Preparing employees to make this information available is something restaurants can start working on now. The Americans with Disabilities Act (ADA) requires that you treat vaccination records as confidential. You’ve got to create a file separate from personnel files to keep those records, because if the personnel file is ever subpoenaed, employers can’t turn over the medical information, Spence says.
Some of the biggest concerns pertaining to the mandate have to do with how to handle employee exemptions on the basis of religious beliefs or medical issues. This is perhaps the trickiest part of this rule. If you have employees who claim those exemptions, it’s a good time to check in with a lawyer.
“When we're talking about an exemption request,” Spence says, “this is likely just in a circumstance when the employer is implementing a mandatory vaccination policy — meaning there likely is no accommodation for testing on a weekly basis.
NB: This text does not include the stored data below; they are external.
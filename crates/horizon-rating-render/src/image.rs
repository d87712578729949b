//! Image assets.
//!
//! An [`Image`] is a cheaply clonable handle to decoded RGBA pixel data.
//! Clones share the same pixels and compare equal; two separately loaded
//! images never do, even if their pixels are identical.

use std::fmt;
use std::path::Path;
use std::sync::Arc;
use std::sync::atomic::{AtomicU64, Ordering};

use image::RgbaImage;

use crate::error::{RenderError, RenderResult};
use crate::types::{Rect, Size};

static NEXT_IMAGE_ID: AtomicU64 = AtomicU64::new(1);

/// A decoded image ready for drawing.
#[derive(Clone)]
pub struct Image {
    id: u64,
    width: u32,
    height: u32,
    /// Decoded pixels. `None` for size-only images used by layout-only hosts.
    pixels: Option<Arc<RgbaImage>>,
}

impl Image {
    fn from_rgba_image(pixels: RgbaImage) -> RenderResult<Self> {
        let (width, height) = pixels.dimensions();
        if width == 0 || height == 0 {
            return Err(RenderError::InvalidDimensions { width, height });
        }
        Ok(Self {
            id: NEXT_IMAGE_ID.fetch_add(1, Ordering::Relaxed),
            width,
            height,
            pixels: Some(Arc::new(pixels)),
        })
    }

    /// Load and decode an image file (format detected from the content).
    pub fn from_file(path: impl AsRef<Path>) -> RenderResult<Self> {
        let path = path.as_ref();
        let decoded = image::open(path).map_err(|e| RenderError::ImageLoad {
            path: path.to_path_buf(),
            message: e.to_string(),
        })?;
        tracing::debug!(
            target: "horizon_rating_render::image",
            path = %path.display(),
            width = decoded.width(),
            height = decoded.height(),
            "loaded image"
        );
        Self::from_rgba_image(decoded.to_rgba8())
    }

    /// Decode an image from encoded bytes (PNG, JPEG, ...).
    pub fn from_bytes(bytes: &[u8]) -> RenderResult<Self> {
        let decoded =
            image::load_from_memory(bytes).map_err(|e| RenderError::ImageDecode(e.to_string()))?;
        Self::from_rgba_image(decoded.to_rgba8())
    }

    /// Wrap raw RGBA8 pixel data.
    pub fn from_rgba(data: Vec<u8>, width: u32, height: u32) -> RenderResult<Self> {
        let pixels = RgbaImage::from_raw(width, height, data)
            .ok_or(RenderError::InvalidDimensions { width, height })?;
        Self::from_rgba_image(pixels)
    }

    /// Create an image that only carries dimensions, without pixel data.
    pub fn with_size(width: u32, height: u32) -> RenderResult<Self> {
        if width == 0 || height == 0 {
            return Err(RenderError::InvalidDimensions { width, height });
        }
        Ok(Self {
            id: NEXT_IMAGE_ID.fetch_add(1, Ordering::Relaxed),
            width,
            height,
            pixels: None,
        })
    }

    /// Identity shared by all clones of this image.
    #[inline]
    pub fn id(&self) -> u64 {
        self.id
    }

    /// Get the width of the image in pixels.
    #[inline]
    pub fn width(&self) -> u32 {
        self.width
    }

    /// Get the height of the image in pixels.
    #[inline]
    pub fn height(&self) -> u32 {
        self.height
    }

    /// Get the size of the image.
    #[inline]
    pub fn size(&self) -> Size {
        Size::new(self.width as f32, self.height as f32)
    }

    /// The decoded pixels, if this image carries any.
    pub fn pixels(&self) -> Option<&RgbaImage> {
        self.pixels.as_deref()
    }
}

impl PartialEq for Image {
    fn eq(&self, other: &Self) -> bool {
        self.id == other.id
    }
}

impl Eq for Image {}

impl fmt::Debug for Image {
    fn fmt(&self, f: &mut fmt::Formatter<'_>) -> fmt::Result {
        f.debug_struct("Image")
            .field("id", &self.id)
            .field("width", &self.width)
            .field("height", &self.height)
            .field("has_pixels", &self.pixels.is_some())
            .finish()
    }
}

/// How an image is scaled into a destination rectangle.
#[derive(Debug, Clone, Copy, PartialEq, Eq, Default)]
pub enum ImageScaleMode {
    /// Stretch the image to fill the destination rectangle.
    /// This may distort the image's aspect ratio.
    Stretch,

    /// Scale the image to fit within the destination rectangle while
    /// maintaining aspect ratio, centered.
    #[default]
    Fit,

    /// Scale the image to cover the destination rectangle while maintaining
    /// aspect ratio, centered. The excess is cropped.
    Fill,
}

impl ImageScaleMode {
    /// Compute where an image of `image_size` lands inside `dest`.
    pub fn place(self, image_size: Size, dest: Rect) -> Rect {
        if image_size.is_empty() || dest.is_empty() {
            return dest;
        }

        let sx = dest.width() / image_size.width;
        let sy = dest.height() / image_size.height;
        let scale = match self {
            ImageScaleMode::Stretch => return dest,
            ImageScaleMode::Fit => sx.min(sy),
            ImageScaleMode::Fill => sx.max(sy),
        };

        let width = image_size.width * scale;
        let height = image_size.height * scale;
        Rect::new(
            dest.left() + (dest.width() - width) / 2.0,
            dest.top() + (dest.height() - height) / 2.0,
            width,
            height,
        )
    }
}
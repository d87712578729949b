//! Object identity.
//!
//! Every widget and every icon view owns a process-unique [`ObjectId`]. Ids are
//! never reused, so comparing ids tells whether two handles refer to the same
//! underlying object or to a freshly allocated replacement.

use std::fmt;
use std::sync::atomic::{AtomicU64, Ordering};

static NEXT_OBJECT_ID: AtomicU64 = AtomicU64::new(1);

/// A unique identifier for an object.
#[derive(Debug, Clone, Copy, PartialEq, Eq, Hash, PartialOrd, Ord)]
pub struct ObjectId(u64);

impl ObjectId {
    /// Allocate a new, never before returned id.
    pub fn next() -> Self {
        Self(NEXT_OBJECT_ID.fetch_add(1, Ordering::Relaxed))
    }

    /// The raw numeric value of this id.
    #[inline]
    pub fn as_raw(self) -> u64 {
        self.0
    }
}

impl fmt::Display for ObjectId {
    fn fmt(&self, f: &mut fmt::Formatter<'_>) -> fmt::Result {
        write!(f, "#{}", self.0)
    }
}

/// Base trait for identifiable objects.
pub trait Object {
    /// Get this object's unique id.
    fn object_id(&self) -> ObjectId;
}

#[cfg(test)]
mod tests {
    use super::*;

    #[test]
    fn test_ids_are_unique_and_increasing() {
        let a = ObjectId::next();
        let b = ObjectId::next();
        assert_ne!(a, b);
        assert!(b > a);
    }

    #[test]
    fn test_display() {
        let id = ObjectId::next();
        assert_eq!(id.to_string(), format!("#{}", id.as_raw()));
    }
}
//! Horizon Rating - a star/icon rating widget.
//!
//! [`RatingView`](widget::widgets::RatingView) shows a rating as a row of
//! icons. Each icon is an "empty" image with a "full" image drawn over it;
//! fractional ratings reveal the left part of the full image. Users change
//! the rating by pressing and dragging, in whole, half or continuous steps.
//!
//! This is the main umbrella crate that re-exports the core and render
//! crates.
//!
//! # Example
//!
//! ```
//! use horizon_rating::prelude::*;
//!
//! let mut view = RatingView::new()
//!     .with_empty_image(Image::with_size(16, 16).unwrap())
//!     .with_full_image(Image::with_size(16, 16).unwrap())
//!     .with_rating_mode(RatingMode::Half);
//! view.set_geometry(Rect::new(0.0, 0.0, 150.0, 30.0));
//!
//! // Press at the middle of the third star.
//! let mut press = WidgetEvent::MousePress(MousePressEvent::new(
//!     MouseButton::Left,
//!     Point::new(75.0, 15.0),
//! ));
//! view.event(&mut press);
//! assert_eq!(view.rating(), 2.5);
//! ```

pub mod config;
pub mod error;
pub mod prelude;
pub mod widget;

pub use horizon_rating_core::*;

/// Graphics rendering module.
pub mod render {
    pub use horizon_rating_render::*;
}

pub use config::RatingViewConfig;
pub use error::{RatingError, RatingResult};
//! Widget system for Horizon Rating.
//!
//! This module provides the widget plumbing the rating view is built on:
//!
//! - [`Widget`] trait: The base trait for all UI elements
//! - [`WidgetBase`]: Common implementation for widget functionality
//! - [`SizeHint`]: Size negotiation with the host layout
//! - [`WidgetEvent`]: Pointer and lifecycle input
//!
//! # Creating a Widget
//!
//! 1. Define a struct with a `WidgetBase` field
//! 2. Implement the `Widget` trait
//! 3. Provide `size_hint()` for layout
//! 4. Implement `paint()` for rendering
//!
//! # Coordinate Systems
//!
//! Widget geometry is expressed in parent coordinates. Everything else
//! (painting, pointer positions, child icon frames) uses local coordinates
//! with the origin at the widget's top-left corner.

mod base;
mod events;
mod geometry;
mod traits;
pub mod widgets;

pub use base::WidgetBase;
pub use events::{
    EventBase, MouseButton, MouseMoveEvent, MousePressEvent, MouseReleaseEvent, TouchEvent,
    TouchPhase, TouchPoint, WidgetEvent,
};
pub use geometry::SizeHint;
pub use traits::{PaintContext, Widget};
You don't get a choice. Either you get vaccinated or you might lose your job.”
The applicable federal laws here are Title VII and the ADA. Title VII protects employees from discrimination and harassment on the basis of race, color, national origin, gender, pregnancy, and religion. ADA protects employees from discrimination and harassment on the basis of a disability.
The disability exemption and the sincerely-held religious belief exemption are the two most common exemptions, and EEOC guidance recognizes them. An employee may also claim an exemption due to pregnancy.
For medical exemptions, Spence says, a typical plan of action under the ADA has the employer and employee discuss the disability or disability-related need. The goal is to find a reasonable accommodation that allows the employee to be able to perform their job.
Religious exemption requests are different, and are coming in fast during Covid. Spence suggests using the EEOC’s Religious Accommodation Request Form as a template. And treading with utmost sensitivity.
“When it comes to a sincerely held religious belief, the main concern is that it has to be sincerely held,” Spence says. “But we’re seeing a lot of gray area as to what is considered a religious belief and what is not considered a religious belief.”
When you have doubts about what is, in fact, a sincerely held belief, it’s probably time to get an employment attorney on the phone.
Given the Sixth Circuit Court’s decision to lift the stay, large restaurant owners need to seriously start planning to be within compliance by early February, regardless of whether legal challenges send the vaccine mandate to the Supreme Court.
The best way to do that is to act now. Start compiling employee vaccination proof, encourage employees to get vaccinated, and make your staff aware of the fact that Biden's vaccinate-or-test rule for 84 million workers is back. Then get in touch with a labor and employment law firm to help you meet the February compliance deadline.